I had always wished my family could have just one perfect Thanksgiving dinner with all the trimmings. I knew where that wish was perfectly personified. It is in that Norman Rockwell painting with the grandmother proudly bringing in the golden brown turkey on a platter and setting it before all the happy family gathered around the table. Just looking at that picture makes me feel all warm and fuzzy and nostalgic inside. But every year as November rolls around, no matter how hard I try to orchestra it, it never happens. Year after year my best-laid plans fall to ruin and we end up with a Thanksgiving experience that would make Norman Rockwell blanche.
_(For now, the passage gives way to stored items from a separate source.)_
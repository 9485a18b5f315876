use axum::{http::StatusCode, response::IntoResponse, Json};
use serde_json::json;
use thiserror::Error;

#[derive(Debug, Error)]
pub enum ApiError {
    #[error("bad request: {0}")]
    Validation(String),
    #[error("not found: {0}")]
    NotFound(String),
    #[error("vector length mismatch: {left} != {right}")]
    LengthMismatch { left: usize, right: usize },
    #[error("provider error: {0}")]
    Provider(String),
    #[error("failed to process message: {0}")]
    QueryProcessing(#[source] Box<ApiError>),
    #[error("internal error: {0}")]
    Internal(String),
}

impl ApiError {
    pub fn internal<E: std::fmt::Display>(err: E) -> Self {
        ApiError::Internal(err.to_string())
    }

    pub fn provider<E: std::fmt::Display>(err: E) -> Self {
        ApiError::Provider(err.to_string())
    }

    /// Wraps a pipeline failure so callers see a single aggregate error
    /// with the underlying cause attached.
    pub fn query_processing(cause: ApiError) -> Self {
        ApiError::QueryProcessing(Box::new(cause))
    }
}

impl IntoResponse for ApiError {
    fn into_response(self) -> axum::response::Response {
        let (status, message) = match &self {
            ApiError::Validation(msg) => (StatusCode::BAD_REQUEST, msg.clone()),
            ApiError::NotFound(msg) => (StatusCode::NOT_FOUND, msg.clone()),
            ApiError::LengthMismatch { .. } => {
                (StatusCode::INTERNAL_SERVER_ERROR, self.to_string())
            }
            ApiError::Provider(msg) => (StatusCode::BAD_GATEWAY, msg.clone()),
            ApiError::QueryProcessing(cause) => (
                StatusCode::INTERNAL_SERVER_ERROR,
                format!("Failed to process message: {}", cause),
            ),
            ApiError::Internal(msg) => (StatusCode::INTERNAL_SERVER_ERROR, msg.clone()),
        };

        let body = Json(json!({ "error": message }));
        (status, body).into_response()
    }
}

#[cfg(test)]
mod tests {
    use super::*;

    #[test]
    fn query_processing_carries_the_cause() {
        let err = ApiError::query_processing(ApiError::Provider("timeout".to_string()));
        let text = err.to_string();
        assert!(text.contains("failed to process message"));
        assert!(text.contains("timeout"));
    }

    #[test]
    fn length_mismatch_reports_both_sizes() {
        let err = ApiError::LengthMismatch { left: 3, right: 5 };
        assert_eq!(err.to_string(), "vector length mismatch: 3 != 5");
    }
}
I think it is time for me to face the fact that there are too many differences between my family and the one in that Norman Rockwell painting for a dinner like to ever happen for me.
The first problem is the cooking. Whenever anyone asks me what my mother is making for dinner, I can always answer “reservations” and it is not a joke. Growing up I ate out more than a New York Times food critic. So asking my mother to cook a turkey at home is like asking an elephant to waltz. It just isn’t in her nature. The one year I finally convinced her to try, after hours and hours of cooking in the oven, the bird came out black on the outside with parts still frozen and raw on the inside. She didn’t understand the whole idea of thawing it out first and had put it in to cook while the turkey was still rock hard. As the time for dinner approached and the bird wasn’t close to being ready, she got panicky and kept turning up the oven heat in hopes of getting it to cook. All that accomplished was setting bits of it on fire. After surveying the smoking fiasco that was to be our main dish, she dropped it into the garbage and grabbed her coat. I do have to admit that her favorite restaurant does prepare a tasty turkey dinner with sage stuffing, but it wasn’t a Norman Rockwell Thanksgiving by any stretch of the imagination.
The second problem is my family. In the Rockwell painting, all the family members are sitting around the table nicely, expectant and smiling. I don’t think I’ve ever seen that many pleasant expressions around a table at one time in my house. There is just too much history, much of it hostile, to get that group together happily. With all the second marriages and step-this and step-that everyone has somewhere else they could’ve gone and by time our Thanksgiving dinner finally rolls around they all seem to wish they were at one of their other choices. Except for Cousin Bill. He has no other place to go because he has burnt his bridges everywhere else. But when he pulled a gun on Aunt Felicia last year and we had to have the police come to calm him down he probably used up his last chance with my mother, too. I don’t want to leave the impression that my family’s Thanksgiving dinners are entirely bad. My relatives enjoy the exquisite love-hate relationships they have built up over the years. I definitely do not get Norman Rockwell’s Thanksgiving with my family but at least I can’t predict exactly what is going to happen each year either. Although this Thanksgiving I can say with fair certainty that Cousin Bill will not be attending.
Works Cited
Rockwell, Norman. Freedom From Want. 1941. Media image of painting. Saturday Evening Post. Web. 14 September 2013.